BEGIN STORED DATA

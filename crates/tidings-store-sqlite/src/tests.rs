//! Integration tests for `SqliteStore` against an in-memory database.

use chrono::{DateTime, TimeDelta, TimeZone, Utc};
use serde_json::json;
use tidings_core::{
  context::{Entity, EntityKind},
  model::{
    Channel, Frequency, NewMessage, NewQueueItem, NewRecipient,
    NewSubscription, NewTemplate, NewTopic, QueueItem, Recipient,
    Subscription, Topic,
  },
  store::{
    EntityResolver, FrequencyClass, NotificationStore, QueueItemQuery,
    QueueItemState,
  },
};
use uuid::Uuid;

use crate::{Error, SqliteStore};

async fn store() -> SqliteStore {
  SqliteStore::open_in_memory()
    .await
    .expect("in-memory store")
}

fn at(h: u32, mi: u32) -> DateTime<Utc> {
  Utc.with_ymd_and_hms(2026, 3, 10, h, mi, 0).unwrap()
}

async fn recipient(s: &SqliteStore, email: &str) -> Recipient {
  s.add_recipient(NewRecipient::new(email)).await.unwrap()
}

async fn topic(s: &SqliteStore, key: &str) -> Topic {
  s.add_topic(NewTopic::new(key, key)).await.unwrap()
}

async fn subscribe(
  s: &SqliteStore,
  topic: &Topic,
  recipient: &Recipient,
  channel: Channel,
  frequency: Frequency,
) -> Subscription {
  let mut input =
    NewSubscription::new(topic.topic_id, recipient.recipient_id, channel, frequency);
  if frequency == Frequency::SummarizedDaily {
    input.daily_hour = Some(9);
  }
  s.add_subscription(input).await.unwrap()
}

/// Record one message with one queue item per subscription, all due at
/// `due`.
async fn fanout(
  s: &SqliteStore,
  topic: &Topic,
  subs: &[&Subscription],
  due: DateTime<Utc>,
) -> Vec<QueueItem> {
  let message = NewMessage {
    topic_id: topic.topic_id,
    subject:  "subject".into(),
    body:     "body".into(),
    metadata: json!({}),
  };
  let items = subs
    .iter()
    .map(|sub| NewQueueItem {
      subscription_id: sub.subscription_id,
      recipient_id:    sub.recipient_id,
      channel:         sub.channel,
      distribute_at:   due,
    })
    .collect();
  s.record_fanout(message, items).await.unwrap().1
}

// ─── Recipients and topics ───────────────────────────────────────────────────

#[tokio::test]
async fn add_and_get_recipient() {
  let s = store().await;
  let mut input = NewRecipient::new("ada@example.com");
  input.first_name = Some("Ada".into());
  input.timezone = Some("Europe/London".into());

  let added = s.add_recipient(input).await.unwrap();
  let fetched = s.get_recipient(added.recipient_id).await.unwrap().unwrap();
  assert_eq!(fetched, added);
  assert!(s.get_recipient(Uuid::new_v4()).await.unwrap().is_none());
}

#[tokio::test]
async fn topic_keys_are_unique() {
  let s = store().await;
  let t = topic(&s, "order.shipped").await;

  let found = s.find_topic_by_key("order.shipped").await.unwrap().unwrap();
  assert_eq!(found, t);
  assert!(s.find_topic_by_key("order.lost").await.unwrap().is_none());

  let err = s
    .add_topic(NewTopic::new("order.shipped", "again"))
    .await
    .unwrap_err();
  assert!(matches!(err, Error::DuplicateTopicKey(k) if k == "order.shipped"));
}

#[tokio::test]
async fn list_topics_sorted_by_name() {
  let s = store().await;
  s.add_topic(NewTopic::new("b", "Bravo")).await.unwrap();
  s.add_topic(NewTopic::new("a", "Alpha")).await.unwrap();

  let names: Vec<_> =
    s.list_topics().await.unwrap().into_iter().map(|t| t.name).collect();
  assert_eq!(names, vec!["Alpha", "Bravo"]);
}

// ─── Templates ───────────────────────────────────────────────────────────────

#[tokio::test]
async fn one_active_template_per_topic_and_channel() {
  let s = store().await;
  let t = topic(&s, "greet").await;

  let tpl = s
    .add_template(NewTemplate::new(t.topic_id, Channel::Email, "Hi", "Body"))
    .await
    .unwrap();

  let err = s
    .add_template(NewTemplate::new(t.topic_id, Channel::Email, "Hi", "Body"))
    .await
    .unwrap_err();
  assert!(matches!(err, Error::DuplicateTemplate { channel: Channel::Email, .. }));

  // Inactive templates may coexist with the active one.
  let mut inactive = NewTemplate::new(t.topic_id, Channel::Email, "Old", "Old");
  inactive.active = false;
  s.add_template(inactive).await.unwrap();

  let active = s.active_template(t.topic_id, Channel::Email).await.unwrap();
  assert_eq!(active, Some(tpl));
  assert!(s.active_template(t.topic_id, Channel::Sms).await.unwrap().is_none());
}

#[tokio::test]
async fn template_for_missing_topic_is_rejected() {
  let s = store().await;
  let missing = Uuid::new_v4();
  let err = s
    .add_template(NewTemplate::new(missing, Channel::Email, "Hi", "Body"))
    .await
    .unwrap_err();
  assert!(matches!(err, Error::TopicNotFound(id) if id == missing));
}

// ─── Subscriptions ───────────────────────────────────────────────────────────

#[tokio::test]
async fn subscriptions_are_unique_per_channel() {
  let s = store().await;
  let t = topic(&s, "greet").await;
  let r = recipient(&s, "ada@example.com").await;

  subscribe(&s, &t, &r, Channel::Email, Frequency::Immediate).await;
  subscribe(&s, &t, &r, Channel::Sms, Frequency::Immediate).await;

  let err = s
    .add_subscription(NewSubscription::new(
      t.topic_id,
      r.recipient_id,
      Channel::Email,
      Frequency::SummarizedHourly,
    ))
    .await
    .unwrap_err();
  assert!(matches!(err, Error::DuplicateSubscription { .. }));
}

#[tokio::test]
async fn daily_subscription_requires_an_hour() {
  let s = store().await;
  let t = topic(&s, "greet").await;
  let r = recipient(&s, "ada@example.com").await;

  let err = s
    .add_subscription(NewSubscription::new(
      t.topic_id,
      r.recipient_id,
      Channel::Email,
      Frequency::SummarizedDaily,
    ))
    .await
    .unwrap_err();
  assert!(matches!(
    err,
    Error::Core(tidings_core::Error::InvalidSubscription(_))
  ));
}

#[tokio::test]
async fn subscription_for_missing_recipient_is_rejected() {
  let s = store().await;
  let t = topic(&s, "greet").await;
  let missing = Uuid::new_v4();
  let err = s
    .add_subscription(NewSubscription::new(
      t.topic_id,
      missing,
      Channel::Email,
      Frequency::Immediate,
    ))
    .await
    .unwrap_err();
  assert!(matches!(err, Error::RecipientNotFound(id) if id == missing));
}

#[tokio::test]
async fn active_subscriptions_skip_inactive_and_join_recipient() {
  let s = store().await;
  let t = topic(&s, "greet").await;
  let ada = recipient(&s, "ada@example.com").await;
  let bob = recipient(&s, "bob@example.com").await;

  let kept = subscribe(&s, &t, &ada, Channel::Email, Frequency::Immediate).await;
  let mut inactive = NewSubscription::new(
    t.topic_id,
    bob.recipient_id,
    Channel::Email,
    Frequency::Immediate,
  );
  inactive.active = false;
  s.add_subscription(inactive).await.unwrap();

  let active = s.active_subscriptions(t.topic_id).await.unwrap();
  assert_eq!(active.len(), 1);
  assert_eq!(active[0].subscription, kept);
  assert_eq!(active[0].recipient, ada);
}

// ─── Fan-out and queue ───────────────────────────────────────────────────────

#[tokio::test]
async fn record_fanout_writes_message_and_items() {
  let s = store().await;
  let t = topic(&s, "greet").await;
  let r = recipient(&s, "ada@example.com").await;
  let sub = subscribe(&s, &t, &r, Channel::Email, Frequency::Immediate).await;

  let message = NewMessage {
    topic_id: t.topic_id,
    subject:  "Hello".into(),
    body:     "World".into(),
    metadata: json!({ "user": { "_type": "recipient", "_id": r.recipient_id } }),
  };
  let item = NewQueueItem {
    subscription_id: sub.subscription_id,
    recipient_id:    r.recipient_id,
    channel:         Channel::Email,
    distribute_at:   at(10, 0),
  };
  let (message, items) = s.record_fanout(message, vec![item]).await.unwrap();

  assert_eq!(s.get_message(message.message_id).await.unwrap(), Some(message.clone()));
  assert_eq!(items.len(), 1);
  assert_eq!(items[0].message_id, message.message_id);
  assert!(items[0].is_pending());
  assert_eq!(
    s.get_queue_item(items[0].queue_item_id).await.unwrap(),
    Some(items[0].clone())
  );
}

#[tokio::test]
async fn get_messages_returns_only_known_ids() {
  let s = store().await;
  let t = topic(&s, "greet").await;
  let r = recipient(&s, "ada@example.com").await;
  let sub = subscribe(&s, &t, &r, Channel::Email, Frequency::Immediate).await;

  let first = fanout(&s, &t, &[&sub], at(10, 0)).await;
  let second = fanout(&s, &t, &[&sub], at(10, 0)).await;

  let ids = [first[0].message_id, second[0].message_id, Uuid::new_v4()];
  let messages = s.get_messages(&ids).await.unwrap();
  assert_eq!(messages.len(), 2);
  assert!(s.get_messages(&[]).await.unwrap().is_empty());
}

#[tokio::test]
async fn ready_items_are_partitioned_by_frequency() {
  let s = store().await;
  let t = topic(&s, "greet").await;
  let r = recipient(&s, "ada@example.com").await;
  let now_sub = subscribe(&s, &t, &r, Channel::Email, Frequency::Immediate).await;
  let hourly = subscribe(&s, &t, &r, Channel::Sms, Frequency::SummarizedHourly).await;

  let items = fanout(&s, &t, &[&now_sub, &hourly], at(10, 0)).await;
  let [immediate_item, hourly_item] = [&items[0], &items[1]];

  let immediate = s
    .ready_queue_items(at(10, 0), FrequencyClass::Immediate)
    .await
    .unwrap();
  assert_eq!(immediate, vec![immediate_item.clone()]);

  let summarized = s
    .ready_queue_items(at(10, 0), FrequencyClass::Summarized)
    .await
    .unwrap();
  assert_eq!(summarized, vec![hourly_item.clone()]);
}

#[tokio::test]
async fn ready_items_respect_distribute_at() {
  let s = store().await;
  let t = topic(&s, "greet").await;
  let r = recipient(&s, "ada@example.com").await;
  let hourly = subscribe(&s, &t, &r, Channel::Email, Frequency::SummarizedHourly).await;

  fanout(&s, &t, &[&hourly], at(11, 0)).await;

  let early = s
    .ready_queue_items(at(10, 59), FrequencyClass::Summarized)
    .await
    .unwrap();
  assert!(early.is_empty());

  let due = s
    .ready_queue_items(at(11, 0), FrequencyClass::Summarized)
    .await
    .unwrap();
  assert_eq!(due.len(), 1);
}

#[tokio::test]
async fn mark_distributed_is_conditional() {
  let s = store().await;
  let t = topic(&s, "greet").await;
  let r = recipient(&s, "ada@example.com").await;
  let sub = subscribe(&s, &t, &r, Channel::Email, Frequency::Immediate).await;
  let items = fanout(&s, &t, &[&sub], at(10, 0)).await;
  let id = items[0].queue_item_id;

  assert_eq!(s.mark_distributed(&[id], at(10, 1)).await.unwrap(), 1);
  assert_eq!(s.mark_distributed(&[id], at(10, 5)).await.unwrap(), 0);

  let item = s.get_queue_item(id).await.unwrap().unwrap();
  assert_eq!(item.distributed_at, Some(at(10, 1)));

  let ready = s
    .ready_queue_items(at(12, 0), FrequencyClass::Immediate)
    .await
    .unwrap();
  assert!(ready.is_empty());
}

#[tokio::test]
async fn list_queue_items_filters_by_state_and_recipient() {
  let s = store().await;
  let t = topic(&s, "greet").await;
  let ada = recipient(&s, "ada@example.com").await;
  let bob = recipient(&s, "bob@example.com").await;
  let ada_sub = subscribe(&s, &t, &ada, Channel::Email, Frequency::Immediate).await;
  let bob_sub = subscribe(&s, &t, &bob, Channel::Email, Frequency::Immediate).await;

  let items = fanout(&s, &t, &[&ada_sub, &bob_sub], at(10, 0)).await;
  let ada_item = items.iter().find(|q| q.recipient_id == ada.recipient_id).unwrap();
  s.mark_distributed(&[ada_item.queue_item_id], at(10, 1))
    .await
    .unwrap();

  let all = s.list_queue_items(&QueueItemQuery::default()).await.unwrap();
  assert_eq!(all.len(), 2);

  let pending = s
    .list_queue_items(&QueueItemQuery {
      state: Some(QueueItemState::Pending),
      ..Default::default()
    })
    .await
    .unwrap();
  assert_eq!(pending.len(), 1);
  assert_eq!(pending[0].recipient_id, bob.recipient_id);

  let for_ada = s
    .list_queue_items(&QueueItemQuery {
      recipient_id: Some(ada.recipient_id),
      ..Default::default()
    })
    .await
    .unwrap();
  assert_eq!(for_ada.len(), 1);
  assert!(for_ada[0].is_distributed());

  let limited = s
    .list_queue_items(&QueueItemQuery {
      limit: Some(1),
      ..Default::default()
    })
    .await
    .unwrap();
  assert_eq!(limited.len(), 1);
}

#[tokio::test]
async fn distribute_at_survives_round_trip_with_offset() {
  let s = store().await;
  let t = topic(&s, "greet").await;
  let r = recipient(&s, "ada@example.com").await;
  let sub = subscribe(&s, &t, &r, Channel::Email, Frequency::SummarizedDaily).await;

  let due = at(9, 0) + TimeDelta::days(1);
  let items = fanout(&s, &t, &[&sub], due).await;
  let fetched = s.get_queue_item(items[0].queue_item_id).await.unwrap().unwrap();
  assert_eq!(fetched.distribute_at, due);
}

// ─── Resolver ────────────────────────────────────────────────────────────────

#[tokio::test]
async fn resolver_finds_entities_by_kind() {
  let s = store().await;
  let r = recipient(&s, "ada@example.com").await;
  let t = topic(&s, "greet").await;

  let found = s.resolve(EntityKind::Recipient, r.recipient_id).await.unwrap();
  assert_eq!(found, Some(Entity::Recipient(r.clone())));

  let found = s.resolve(EntityKind::Topic, t.topic_id).await.unwrap();
  assert_eq!(found, Some(Entity::Topic(t)));

  // Right id, wrong kind.
  let found = s.resolve(EntityKind::Topic, r.recipient_id).await.unwrap();
  assert!(found.is_none());
}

END STORED DATA

# WHAT YOU NEED TO DO
For each line in the entries that holds "Error", return that line.

# EXERCISE RESPONSE
use crate::{Error, SqliteStore};
  assert!(matches!(err, Error::DuplicateTopicKey(k) if k == "order.shipped"));
  assert!(matches!(err, Error::DuplicateTemplate { channel: Channel::Email, .. }));
  assert!(matches!(err, Error::TopicNotFound(id) if id == missing));
  assert!(matches!(err, Error::DuplicateSubscription { .. }));
    Error::Core(tidings_core::Error::InvalidSubscription(_))
  assert!(matches!(err, Error::RecipientNotFound(id) if id == missing));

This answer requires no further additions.